Yesterday I believe that I referred to cruise ships as "petri dishes," or places where bacteria cultures could grow and flourish.

My next - and last cruise - was in the summer of 2015 when I went on an "Alaskan" cruise with my sister.  During that voyage I was shocked at how every aspect of the once luxurious cruise experience had slipped.  The food wasn't the caliber of that served on my previous voyages, and the portions were smaller, the entertainment was far below the level that it once had been, and the staff, particularly the office staff, was churlish and seemed to be deliberately unhelpful.
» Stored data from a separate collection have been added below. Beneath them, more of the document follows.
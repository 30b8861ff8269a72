//! Pipeline Service
//!
//! Business logic for pipeline management.

use sluice_core::domain::node::NodeType;
use sluice_core::domain::pipeline::Pipeline;
use sluice_core::dto::pipeline::{CreatePipeline, PipelineSummary};
use sqlx::PgPool;
use std::collections::HashSet;
use uuid::Uuid;

use crate::repository::pipeline_repository;

/// Service error type
#[derive(Debug)]
pub enum PipelineError {
    NotFound(Uuid),
    ValidationError(String),
    DatabaseError(sqlx::Error),
}

impl From<sqlx::Error> for PipelineError {
    fn from(err: sqlx::Error) -> Self {
        PipelineError::DatabaseError(err)
    }
}

pub type Result<T> = std::result::Result<T, PipelineError>;

/// Create a new pipeline
pub async fn create_pipeline(pool: &PgPool, req: CreatePipeline) -> Result<Pipeline> {
    validate_pipeline_request(&req)?;

    let pipeline = pipeline_repository::create(pool, req).await?;

    tracing::info!(
        "Pipeline created: {} ({}, {} nodes)",
        pipeline.name,
        pipeline.id,
        pipeline.definition.nodes.len()
    );

    Ok(pipeline)
}

/// Get a pipeline by ID
pub async fn get_pipeline(pool: &PgPool, id: Uuid) -> Result<Pipeline> {
    let pipeline = pipeline_repository::find_by_id(pool, id)
        .await?
        .ok_or(PipelineError::NotFound(id))?;

    Ok(pipeline)
}

/// List all pipelines
pub async fn list_pipelines(pool: &PgPool) -> Result<Vec<PipelineSummary>> {
    let pipelines = pipeline_repository::list_all(pool).await?;
    Ok(pipelines.into_iter().map(PipelineSummary::from).collect())
}

/// Delete a pipeline and its execution history
pub async fn delete_pipeline(pool: &PgPool, id: Uuid) -> Result<()> {
    let deleted = pipeline_repository::delete(pool, id).await?;

    if !deleted {
        return Err(PipelineError::NotFound(id));
    }

    tracing::info!("Pipeline deleted: {}", id);

    Ok(())
}

// =============================================================================
// Validation
// =============================================================================

fn validate_pipeline_request(req: &CreatePipeline) -> Result<()> {
    if req.name.trim().is_empty() {
        return Err(PipelineError::ValidationError(
            "Pipeline name cannot be empty".to_string(),
        ));
    }

    if req.name.len() > 255 {
        return Err(PipelineError::ValidationError(
            "Pipeline name is too long (max 255 characters)".to_string(),
        ));
    }

    let mut seen = HashSet::new();
    for node in &req.definition.nodes {
        if node.id.trim().is_empty() {
            return Err(PipelineError::ValidationError(
                "Node id cannot be empty".to_string(),
            ));
        }

        if !seen.insert(node.id.as_str()) {
            return Err(PipelineError::ValidationError(format!(
                "Duplicate node id '{}'",
                node.id
            )));
        }

        // Unknown types are accepted and skipped at run time
        if let NodeType::Other(other) = &node.node_type {
            tracing::warn!("Node '{}' has unknown type '{}'", node.id, other);
        }
    }

    Ok(())
}

#[cfg(test)]
mod tests {
    use super::*;
    use serde_json::json;

    fn request(definition: serde_json::Value) -> CreatePipeline {
        serde_json::from_value(json!({ "name": "Orders export", "definition": definition }))
            .unwrap()
    }

    #[test]
    fn test_validate_empty_name() {
        let mut req = request(json!({ "nodes": [] }));
        req.name = "  ".to_string();

        let result = validate_pipeline_request(&req);
        assert!(matches!(result, Err(PipelineError::ValidationError(_))));
    }

    #[test]
    fn test_validate_duplicate_node_ids() {
        let req = request(json!({ "nodes": [
            { "id": "n1", "type": "source", "name": "A" },
            { "id": "n1", "type": "destination", "name": "B" }
        ]}));

        let result = validate_pipeline_request(&req);
        assert!(matches!(result, Err(PipelineError::ValidationError(msg)) if msg.contains("n1")));
    }

    #[test]
    fn test_validate_valid_request() {
        let req = request(json!({ "nodes": [
            { "id": "n1", "type": "source", "name": "Users", "config": { "dataSourceId": "" } },
            { "id": "n2", "type": "aggregate", "name": "Later" }
        ]}));

        assert!(validate_pipeline_request(&req).is_ok());
    }
}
I have not been on a cruise ship since.

Now, as I mentioned yesterday, there is a cruise ship, the "Diamond Princess,"is parked in Yokohama Harbor, Japan, and passengers are not being allowed to disembark because the coronavirus is present among passengers and appears to still be spreading.  I heard on the radio this morning that another cruise ship, a Holland America ship called the "Westerdam" is apparently trapped at sea due to fears of the deadly virus.

(Princess Cruises and Holland America are both owned and operated by Carnival Cruise Lines.)

The "Westerdam" left Hong Kong on February 1st for a fourteen-day cruise to Taiwan and Japan, and although it reportedly has no known cases of the coronavirus, it has so far been denied the right to dock in five ports:  Taiwan, Japan, the Philippines, Guam, and now Thailand.  World Health Organization doctors are trying to get to the ship to screen passengers for the dangerous virus.  Apparently national governments are beginning to also see cruise ships as exceptional breeding grounds for deadly viruses.

The moral of all of these cruising notes is this:  If it's an adventure that you are searching for, a cruise might just fit the bill, but if it's quiet luxury you're after, send the kids to camp and buy some bubble bath!  And if you do decide to take a cruise, pack well because it may be a while before you are able to leave the ship!

"And they never returned, no they never returned - and their fate is still unlearned.  They may ride forever on the wild Pacific, they're the cruise that never returned!"